**Excerpted data**
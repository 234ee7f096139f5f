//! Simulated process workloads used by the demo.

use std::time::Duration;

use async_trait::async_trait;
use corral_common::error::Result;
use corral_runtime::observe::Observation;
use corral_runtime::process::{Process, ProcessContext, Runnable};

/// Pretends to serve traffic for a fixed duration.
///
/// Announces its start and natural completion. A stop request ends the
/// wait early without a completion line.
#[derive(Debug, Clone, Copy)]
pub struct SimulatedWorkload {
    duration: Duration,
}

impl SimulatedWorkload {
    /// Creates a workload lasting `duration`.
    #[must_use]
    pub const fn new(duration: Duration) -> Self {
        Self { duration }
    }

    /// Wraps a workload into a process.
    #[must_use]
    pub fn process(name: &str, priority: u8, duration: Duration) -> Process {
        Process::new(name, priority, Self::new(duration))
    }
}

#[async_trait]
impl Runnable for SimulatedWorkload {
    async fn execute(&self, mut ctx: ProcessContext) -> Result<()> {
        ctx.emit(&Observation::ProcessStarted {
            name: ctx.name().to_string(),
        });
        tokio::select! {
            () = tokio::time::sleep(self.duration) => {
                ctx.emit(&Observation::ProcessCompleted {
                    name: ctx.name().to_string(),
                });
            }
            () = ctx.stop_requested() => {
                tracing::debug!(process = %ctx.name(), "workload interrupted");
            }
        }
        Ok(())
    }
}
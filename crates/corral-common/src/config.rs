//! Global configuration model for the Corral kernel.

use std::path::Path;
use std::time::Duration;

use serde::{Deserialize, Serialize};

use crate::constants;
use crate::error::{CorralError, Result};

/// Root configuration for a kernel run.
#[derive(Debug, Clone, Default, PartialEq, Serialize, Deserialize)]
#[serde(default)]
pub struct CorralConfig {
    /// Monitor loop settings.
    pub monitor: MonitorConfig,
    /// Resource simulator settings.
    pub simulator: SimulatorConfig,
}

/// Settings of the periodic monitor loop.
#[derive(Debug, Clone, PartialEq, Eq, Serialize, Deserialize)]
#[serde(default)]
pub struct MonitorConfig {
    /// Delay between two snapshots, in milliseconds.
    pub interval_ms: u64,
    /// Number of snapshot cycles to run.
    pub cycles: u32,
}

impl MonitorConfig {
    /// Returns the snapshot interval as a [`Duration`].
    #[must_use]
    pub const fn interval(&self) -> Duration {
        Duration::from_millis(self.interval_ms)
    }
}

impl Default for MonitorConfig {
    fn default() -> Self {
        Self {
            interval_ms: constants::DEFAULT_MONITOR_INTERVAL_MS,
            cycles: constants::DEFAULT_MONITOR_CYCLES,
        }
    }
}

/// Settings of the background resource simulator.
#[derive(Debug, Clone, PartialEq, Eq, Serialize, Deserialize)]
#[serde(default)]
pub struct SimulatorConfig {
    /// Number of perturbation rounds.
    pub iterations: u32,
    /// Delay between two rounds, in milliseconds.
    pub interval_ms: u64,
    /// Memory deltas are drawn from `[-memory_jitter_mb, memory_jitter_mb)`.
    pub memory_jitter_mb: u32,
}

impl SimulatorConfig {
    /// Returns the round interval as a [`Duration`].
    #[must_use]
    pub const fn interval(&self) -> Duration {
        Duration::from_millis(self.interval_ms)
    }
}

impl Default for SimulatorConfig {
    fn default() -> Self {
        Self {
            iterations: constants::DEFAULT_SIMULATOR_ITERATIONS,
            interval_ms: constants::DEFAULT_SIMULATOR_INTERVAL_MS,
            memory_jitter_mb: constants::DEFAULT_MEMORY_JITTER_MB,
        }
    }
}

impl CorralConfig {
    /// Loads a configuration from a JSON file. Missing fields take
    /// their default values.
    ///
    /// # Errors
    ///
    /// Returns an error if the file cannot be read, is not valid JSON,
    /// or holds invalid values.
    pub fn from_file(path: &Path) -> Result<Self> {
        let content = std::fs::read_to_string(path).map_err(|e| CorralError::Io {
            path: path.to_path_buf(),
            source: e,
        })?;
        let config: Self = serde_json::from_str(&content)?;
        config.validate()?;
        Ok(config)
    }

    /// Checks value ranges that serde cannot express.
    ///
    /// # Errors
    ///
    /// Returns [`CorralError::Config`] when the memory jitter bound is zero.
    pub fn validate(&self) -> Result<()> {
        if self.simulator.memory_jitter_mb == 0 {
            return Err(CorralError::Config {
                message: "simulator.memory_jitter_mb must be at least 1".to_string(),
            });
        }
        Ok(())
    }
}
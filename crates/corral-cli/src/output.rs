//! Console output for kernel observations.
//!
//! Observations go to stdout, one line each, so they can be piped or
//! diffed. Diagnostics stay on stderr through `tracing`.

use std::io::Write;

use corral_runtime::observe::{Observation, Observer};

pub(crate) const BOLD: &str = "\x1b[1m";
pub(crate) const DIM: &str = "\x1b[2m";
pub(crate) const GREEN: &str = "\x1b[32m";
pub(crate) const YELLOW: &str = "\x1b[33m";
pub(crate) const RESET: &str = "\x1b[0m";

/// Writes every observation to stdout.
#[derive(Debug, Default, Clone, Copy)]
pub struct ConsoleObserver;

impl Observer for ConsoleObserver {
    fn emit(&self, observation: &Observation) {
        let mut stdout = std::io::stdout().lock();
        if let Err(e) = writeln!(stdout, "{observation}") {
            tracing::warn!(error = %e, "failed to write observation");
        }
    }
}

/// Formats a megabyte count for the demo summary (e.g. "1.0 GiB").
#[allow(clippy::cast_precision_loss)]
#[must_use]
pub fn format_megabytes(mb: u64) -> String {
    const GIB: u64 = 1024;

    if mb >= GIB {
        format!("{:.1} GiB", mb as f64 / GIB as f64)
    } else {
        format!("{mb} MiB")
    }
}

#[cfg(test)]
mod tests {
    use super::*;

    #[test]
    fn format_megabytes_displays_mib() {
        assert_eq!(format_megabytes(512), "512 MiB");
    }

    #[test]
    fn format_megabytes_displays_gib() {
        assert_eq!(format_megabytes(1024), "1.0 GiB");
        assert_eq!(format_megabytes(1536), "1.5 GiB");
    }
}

**Exercise goal**
Please copy every line of the data that carries the string "Result".

**Response for this exercise**
use corral_common::error::Result;
    async fn execute(&self, mut ctx: ProcessContext) -> Result<()> {
use crate::error::{CorralError, Result};
    pub fn from_file(path: &Path) -> Result<Self> {
    pub fn validate(&self) -> Result<()> {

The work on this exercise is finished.